#### About this task:
The data below is to be set down exactly.
===== Data to process
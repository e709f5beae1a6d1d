//! Node types for CSDL filter trees.

use serde::{Deserialize, Serialize};
use std::fmt;

/// A node in a CSDL filter tree.
///
/// Nodes are plain owned values. Every pipeline stage builds new nodes
/// instead of mutating its input.
#[derive(Debug, Clone, PartialEq, Eq, Hash, Serialize, Deserialize)]
#[serde(rename_all = "snake_case")]
pub enum Node {
    /// Two or more children ANDed together.
    And(Vec<Node>),

    /// Two or more children ORed together.
    Or(Vec<Node>),

    /// Negation: either a target/operator/argument triple, or a single
    /// condition, raw or logical_group child.
    Not(Vec<Node>),

    /// `target operator argument`, argument optional.
    Condition(Vec<Node>),

    /// Verbatim CSDL text.
    Raw(String),

    /// Parenthesized group with exactly one child.
    LogicalGroup(Vec<Node>),

    Target(String),
    Operator(String),
    Argument(Box<Node>),
    String(String),
}

/// Discriminant of a [`Node`], used in error messages and child checks.
#[derive(Debug, Clone, Copy, PartialEq, Eq)]
pub enum NodeKind {
    And,
    Or,
    Not,
    Condition,
    Raw,
    LogicalGroup,
    Target,
    Operator,
    Argument,
    String,
}

impl fmt::Display for NodeKind {
    fn fmt(&self, f: &mut fmt::Formatter<'_>) -> fmt::Result {
        let name = match self {
            NodeKind::And => "and",
            NodeKind::Or => "or",
            NodeKind::Not => "not",
            NodeKind::Condition => "condition",
            NodeKind::Raw => "raw",
            NodeKind::LogicalGroup => "logical_group",
            NodeKind::Target => "target",
            NodeKind::Operator => "operator",
            NodeKind::Argument => "argument",
            NodeKind::String => "string",
        };
        write!(f, "{}", name)
    }
}

impl NodeKind {
    /// Terminal kinds that may only appear inside a condition triple.
    pub fn is_leaf(self) -> bool {
        matches!(
            self,
            NodeKind::Target | NodeKind::Operator | NodeKind::Argument | NodeKind::String
        )
    }
}

/// Borrowed view of a target/operator/argument triple.
#[derive(Debug, Clone, Copy, PartialEq, Eq)]
pub struct Triple<'a> {
    pub target: &'a str,
    pub operator: &'a str,
    pub argument: Option<&'a str>,
}

impl Node {
    pub fn kind(&self) -> NodeKind {
        match self {
            Node::And(_) => NodeKind::And,
            Node::Or(_) => NodeKind::Or,
            Node::Not(_) => NodeKind::Not,
            Node::Condition(_) => NodeKind::Condition,
            Node::Raw(_) => NodeKind::Raw,
            Node::LogicalGroup(_) => NodeKind::LogicalGroup,
            Node::Target(_) => NodeKind::Target,
            Node::Operator(_) => NodeKind::Operator,
            Node::Argument(_) => NodeKind::Argument,
            Node::String(_) => NodeKind::String,
        }
    }

    /// Build the children of a condition triple.
    pub fn triple(target: &str, operator: &str, argument: Option<&str>) -> Vec<Node> {
        let mut children = vec![
            Node::Target(target.to_string()),
            Node::Operator(operator.to_string()),
        ];
        if let Some(argument) = argument {
            children.push(Node::Argument(Box::new(Node::String(argument.to_string()))));
        }
        children
    }

    /// `target operator "argument"`
    pub fn condition(target: &str, operator: &str, argument: &str) -> Self {
        Node::Condition(Node::triple(target, operator, Some(argument)))
    }

    /// `NOT target operator "argument"`, with the triple held directly.
    pub fn not_condition(target: &str, operator: &str, argument: &str) -> Self {
        Node::Not(Node::triple(target, operator, Some(argument)))
    }

    pub fn and(children: Vec<Node>) -> Self {
        Node::And(children)
    }

    pub fn or(children: Vec<Node>) -> Self {
        Node::Or(children)
    }

    pub fn group(child: Node) -> Self {
        Node::LogicalGroup(vec![child])
    }

    pub fn raw(text: &str) -> Self {
        Node::Raw(text.to_string())
    }

    /// Child list of an interior node; empty for terminals.
    pub fn children(&self) -> &[Node] {
        match self {
            Node::And(children)
            | Node::Or(children)
            | Node::Not(children)
            | Node::Condition(children)
            | Node::LogicalGroup(children) => children,
            Node::Argument(child) => std::slice::from_ref(child.as_ref()),
            Node::Raw(_) | Node::Target(_) | Node::Operator(_) | Node::String(_) => &[],
        }
    }

    /// Whether a `not` node holds its triple directly rather than a child.
    pub fn is_triple_not(&self) -> bool {
        matches!(self, Node::Not(children) if matches!(children.first(), Some(Node::Target(_))))
    }

    /// Target/operator/argument of a condition or triple-holding not node.
    ///
    /// Returns `None` when the node has no triple or the triple lacks a
    /// target or operator.
    pub fn as_triple(&self) -> Option<Triple<'_>> {
        let children = match self {
            Node::Condition(children) => children,
            Node::Not(_) if self.is_triple_not() => self.children(),
            _ => return None,
        };
        triple_of(children)
    }
}

/// Find the target, operator and argument among triple children.
pub fn triple_of(children: &[Node]) -> Option<Triple<'_>> {
    let mut target = None;
    let mut operator = None;
    let mut argument = None;
    for child in children {
        match child {
            Node::Target(value) if target.is_none() => target = Some(value.as_str()),
            Node::Operator(value) if operator.is_none() => operator = Some(value.as_str()),
            Node::Argument(inner) if argument.is_none() => {
                if let Node::String(value) = inner.as_ref() {
                    argument = Some(value.as_str());
                }
            }
            _ => {}
        }
    }
    Some(Triple {
        target: target?,
        operator: operator?,
        argument,
    })
}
==========
#### Result for this exercise:
repository e709f5beae1a6d1d
//! Node types for CSDL filter trees.

use serde::{Deserialize, Serialize};
use std::fmt;

/// A node in a CSDL filter tree.
///
/// Nodes are plain owned values. Every pipeline stage builds new nodes
/// instead of mutating its input.
#[derive(Debug, Clone, PartialEq, Eq, Hash, Serialize, Deserialize)]
#[serde(rename_all = "snake_case")]
pub enum Node {
    /// Two or more children ANDed together.
    And(Vec<Node>),

    /// Two or more children ORed together.
    Or(Vec<Node>),

    /// Negation: either a target/operator/argument triple, or a single
    /// condition, raw or logical_group child.
    Not(Vec<Node>),

    /// `target operator argument`, argument optional.
    Condition(Vec<Node>),

    /// Verbatim CSDL text.
    Raw(String),

    /// Parenthesized group with exactly one child.
    LogicalGroup(Vec<Node>),

    Target(String),
    Operator(String),
    Argument(Box<Node>),
    String(String),
}

/// Discriminant of a [`Node`], used in error messages and child checks.
#[derive(Debug, Clone, Copy, PartialEq, Eq)]
pub enum NodeKind {
    And,
    Or,
    Not,
    Condition,
    Raw,
    LogicalGroup,
    Target,
    Operator,
    Argument,
    String,
}

impl fmt::Display for NodeKind {
    fn fmt(&self, f: &mut fmt::Formatter<'_>) -> fmt::Result {
        let name = match self {
            NodeKind::And => "and",
            NodeKind::Or => "or",
            NodeKind::Not => "not",
            NodeKind::Condition => "condition",
            NodeKind::Raw => "raw",
            NodeKind::LogicalGroup => "logical_group",
            NodeKind::Target => "target",
            NodeKind::Operator => "operator",
            NodeKind::Argument => "argument",
            NodeKind::String => "string",
        };
        write!(f, "{}", name)
    }
}

impl NodeKind {
    /// Terminal kinds that may only appear inside a condition triple.
    pub fn is_leaf(self) -> bool {
        matches!(
            self,
            NodeKind::Target | NodeKind::Operator | NodeKind::Argument | NodeKind::String
        )
    }
}

/// Borrowed view of a target/operator/argument triple.
#[derive(Debug, Clone, Copy, PartialEq, Eq)]
pub struct Triple<'a> {
    pub target: &'a str,
    pub operator: &'a str,
    pub argument: Option<&'a str>,
}

impl Node {
    pub fn kind(&self) -> NodeKind {
        match self {
            Node::And(_) => NodeKind::And,
            Node::Or(_) => NodeKind::Or,
            Node::Not(_) => NodeKind::Not,
            Node::Condition(_) => NodeKind::Condition,
            Node::Raw(_) => NodeKind::Raw,
            Node::LogicalGroup(_) => NodeKind::LogicalGroup,
            Node::Target(_) => NodeKind::Target,
            Node::Operator(_) => NodeKind::Operator,
            Node::Argument(_) => NodeKind::Argument,
            Node::String(_) => NodeKind::String,
        }
    }

    /// Build the children of a condition triple.
    pub fn triple(target: &str, operator: &str, argument: Option<&str>) -> Vec<Node> {
        let mut children = vec![
            Node::Target(target.to_string()),
            Node::Operator(operator.to_string()),
        ];
        if let Some(argument) = argument {
            children.push(Node::Argument(Box::new(Node::String(argument.to_string()))));
        }
        children
    }

    /// `target operator "argument"`
    pub fn condition(target: &str, operator: &str, argument: &str) -> Self {
        Node::Condition(Node::triple(target, operator, Some(argument)))
    }

    /// `NOT target operator "argument"`, with the triple held directly.
    pub fn not_condition(target: &str, operator: &str, argument: &str) -> Self {
        Node::Not(Node::triple(target, operator, Some(argument)))
    }

    pub fn and(children: Vec<Node>) -> Self {
        Node::And(children)
    }

    pub fn or(children: Vec<Node>) -> Self {
        Node::Or(children)
    }

    pub fn group(child: Node) -> Self {
        Node::LogicalGroup(vec![child])
    }

    pub fn raw(text: &str) -> Self {
        Node::Raw(text.to_string())
    }

    /// Child list of an interior node; empty for terminals.
    pub fn children(&self) -> &[Node] {
        match self {
            Node::And(children)
            | Node::Or(children)
            | Node::Not(children)
            | Node::Condition(children)
            | Node::LogicalGroup(children) => children,
            Node::Argument(child) => std::slice::from_ref(child.as_ref()),
            Node::Raw(_) | Node::Target(_) | Node::Operator(_) | Node::String(_) => &[],
        }
    }

    /// Whether a `not` node holds its triple directly rather than a child.
    pub fn is_triple_not(&self) -> bool {
        matches!(self, Node::Not(children) if matches!(children.first(), Some(Node::Target(_))))
    }

    /// Target/operator/argument of a condition or triple-holding not node.
    ///
    /// Returns `None` when the node has no triple or the triple lacks a
    /// target or operator.
    pub fn as_triple(&self) -> Option<Triple<'_>> {
        let children = match self {
            Node::Condition(children) => children,
            Node::Not(_) if self.is_triple_not() => self.children(),
            _ => return None,
        };
        triple_of(children)
    }
}

/// Find the target, operator and argument among triple children.
pub fn triple_of(children: &[Node]) -> Option<Triple<'_>> {
    let mut target = None;
    let mut operator = None;
    let mut argument = None;
    for child in children {
        match child {
            Node::Target(value) if target.is_none() => target = Some(value.as_str()),
            Node::Operator(value) if operator.is_none() => operator = Some(value.as_str()),
            Node::Argument(inner) if argument.is_none() => {
                if let Node::String(value) = inner.as_ref() {
                    argument = Some(value.as_str());
                }
            }
            _ => {}
        }
    }
    Some(Triple {
        target: target?,
        operator: operator?,
        argument,
    })
}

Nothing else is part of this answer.